The institution was a school in name alone, she added, failing to educate the students in its charge.

"Many of our Elders and others who went through the school say that they had the same textbooks for four or five grades. It was as though the people who ran the school had no interest in providing the students with an education."

The federal government took over control of the school in 1970. The Touchwood File Hills Qu'Appelle Tribal Council, and later the Star Blanket First Nation, gradually assumed more responsibility for its operation throughout the 1970s and 1980s.

Renamed the White Calf Collegiate (WCC), the school operated until 1999, when the band closed the school and tore down most of the buildings. Only the Lebret Eagledome hockey arena, a dormitory originally built as a residence for players of the now-defunct Lebret Eagles hockey club, and the WCC gymnasium remain, along with several portable trailers that now house the healing centre's staff.

"The chief and council of the Star Blanket First Nation wanted more treatment programs for those who went through residential schools," said Lafrance, explaining why the decision was made to transform the former school into a place of healing.

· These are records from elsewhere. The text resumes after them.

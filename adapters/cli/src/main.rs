#![deny(
    unsafe_code,
    missing_docs,
    dead_code,
    unused_results,
    non_snake_case,
    unreachable_pub
)]

//! Command-line adapter that runs the Bee Meadow simulation headless.
//!
//! The default mode drives one full Abundance -> Decline -> Recovery cycle
//! as fast as the machine allows, applying every Recovery intervention and
//! reporting metrics at each milestone. Realtime mode instead hosts the
//! world on the background scheduler and samples it against the wall clock.

mod runtime;

use std::thread;
use std::time::Duration;

use anyhow::{bail, Result};
use bee_meadow_core::{ChallengeOutcome, Command, Event, MetricsSnapshot, Phase};
use bee_meadow_rendering::{compose_scene, CanvasPresentation, Color};
use bee_meadow_system_diagnosis::Diagnosis;
use bee_meadow_world::{apply, query, World};
use clap::Parser;

use crate::runtime::Runtime;

/// Upper bound on ticks spent waiting for any single phase to complete.
const TICK_BUDGET: usize = 200_000;

#[derive(Debug, Parser)]
#[command(name = "bee-meadow", about = "Interactive bee ecosystem simulation")]
struct Args {
    /// Pace the world against the wall clock instead of running flat out.
    #[arg(long)]
    realtime: bool,
    /// Wall-clock seconds to observe the world in realtime mode.
    #[arg(long, default_value_t = 10.0)]
    seconds: f64,
    /// Speed multiplier applied in realtime mode (1, 2, or 3).
    #[arg(long, default_value_t = 1)]
    speed: u8,
}

/// Entry point for the Bee Meadow command-line interface.
fn main() -> Result<()> {
    let args = Args::parse();
    if args.realtime {
        run_realtime(&args)
    } else {
        run_full_cycle()
    }
}

fn run_realtime(args: &Args) -> Result<()> {
    if !(1..=3).contains(&args.speed) {
        bail!("speed must be 1, 2, or 3 (received {})", args.speed);
    }
    if !(args.seconds > 0.0) {
        bail!("seconds must be positive (received {})", args.seconds);
    }

    let runtime = Runtime::spawn(World::new());
    for _ in 1..args.speed {
        runtime.submit(Command::CycleTimeSpeed)?;
    }

    thread::sleep(Duration::from_secs_f64(args.seconds));
    let view = runtime.snapshot();
    println!(
        "observed {:.2} simulated seconds at {}x speed",
        view.phase_elapsed,
        view.speed.factor()
    );
    report("realtime", &view.metrics);

    let canvas = CanvasPresentation::new(800.0, 600.0, Color::from_rgb_u8(0x1c, 0x2b, 0x1a))?;
    let scene = compose_scene(&view, canvas);
    println!(
        "scene: {} bees, {} flowers, {} particles",
        scene.bees.len(),
        scene.flowers.len(),
        scene.pollen.len() + scene.bursts.len()
    );

    let _ = runtime.stop()?;
    Ok(())
}

fn run_full_cycle() -> Result<()> {
    let mut world = World::new();

    run_until(&mut world, |event| {
        matches!(
            event,
            Event::PhaseCompleted {
                phase: Phase::Abundance
            }
        )
    })?;
    report("abundance complete", &query::metrics(&world));

    advance(&mut world);
    run_until(&mut world, |event| {
        matches!(
            event,
            Event::PhaseCompleted {
                phase: Phase::Decline
            }
        )
    })?;
    report("decline complete", &query::metrics(&world));

    advance(&mut world);
    intervene(&mut world)?;
    run_until(&mut world, |event| matches!(event, Event::BalanceRestored))?;
    report("balance restored", &query::metrics(&world));

    Ok(())
}

/// Applies every Recovery intervention: dismisses the pesticide clouds,
/// places all habitat blocks, plants flowers, and commits the challenges.
fn intervene(world: &mut World) -> Result<()> {
    let mut events = Vec::new();
    let view = query::snapshot(world);

    for cloud in &view.clouds {
        apply(
            world,
            Command::RemovePesticideCloud { cloud: cloud.id },
            &mut events,
        );
    }
    for block in &view.habitat_blocks {
        apply(
            world,
            Command::PlaceHabitatBlock { block: block.id },
            &mut events,
        );
    }
    for position in [
        bee_meadow_core::Position::new(0.3, 0.6),
        bee_meadow_core::Position::new(0.55, 0.4),
        bee_meadow_core::Position::new(0.7, 0.7),
    ] {
        apply(world, Command::PlantFlower { position }, &mut events);
    }

    let mut diagnosis = Diagnosis::new();
    let mut verdicts = Vec::new();
    for _ in 0..4 {
        events.clear();
        apply(
            world,
            Command::AdvanceChallenge {
                outcome: ChallengeOutcome::Favorable,
            },
            &mut events,
        );
        diagnosis.handle(&events, query::challenge_view(world), &mut verdicts);
    }
    match diagnosis.last_status() {
        Some(status) => println!("challenge verdict: {status:?}"),
        None => bail!("challenges were rejected outside Recovery"),
    }

    Ok(())
}

fn run_until<F>(world: &mut World, mut done: F) -> Result<()>
where
    F: FnMut(&Event) -> bool,
{
    let mut events = Vec::new();
    for _ in 0..TICK_BUDGET {
        events.clear();
        apply(world, Command::Tick, &mut events);
        if events.iter().any(&mut done) {
            return Ok(());
        }
    }
    bail!("phase failed to complete within {TICK_BUDGET} ticks")
}

fn advance(world: &mut World) {
    let mut events = Vec::new();
    apply(world, Command::AdvancePhase, &mut events);
    for event in &events {
        if let Event::PhaseChanged { phase } = event {
            println!("entered {phase:?}");
        }
    }
}

fn report(label: &str, metrics: &MetricsSnapshot) {
    println!(
        "{label}: bees {:.3} | flowers {:.3} | biodiversity {:.3} | pesticides {:.3}",
        metrics.bee_population,
        metrics.flower_health,
        metrics.biodiversity,
        metrics.pesticide_level
    );
}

"From our experience, the legacy of the residential schools has created more issues than the use of drugs, drinking and crime. Those are caused by underlying issues. And those underlying issues can be traced back to the legacy of residential schools," she added.

"If you don't understand what has happened to our society from the residential schools, the same mistakes will be made by our people."

Slated to run for the next two years on a $1 million budget from the Aboriginal Healing Foundation, the healing centre will offer safe healing processes using community-based holistic techniques.

These would include visits from Elders, sweats, pipe ceremonies, feasts, talking and healing circles and other traditional cultural practices, she said.

In order to treat people whose lives were harmed by the residential schools, such facilities must reintroduce Aboriginal people to their traditional culture, Lafrance said.

Many people who are in trouble with the law, who have problems with alcohol or drug abuse, or who are in the midst of a family breakdown may not understand that how their experiences with the residential school system-or their parents or grandparents' experiences-have affected their lives.

"If you spent your childhood in a place where you weren't allowed to worship inyour own way or speak your own language, you grow up with a sense of shame of who you are as a person," she said.

"The first treatment of that person, therefore, is to make them understand that their heritage is not something that should have been harmed."

Patients who come to the centre will spend 28 days in treatment. The centre is also planning for after-care activities once the patient is released from the facility.

"This program isn't designed to completely heal a survivor of residential school abuse within 28 days," Lafrance said. "No program can do that all on its own. We're looking to provide a place where people can get information on the legacy of residential school abuse, and create an awareness that help is available."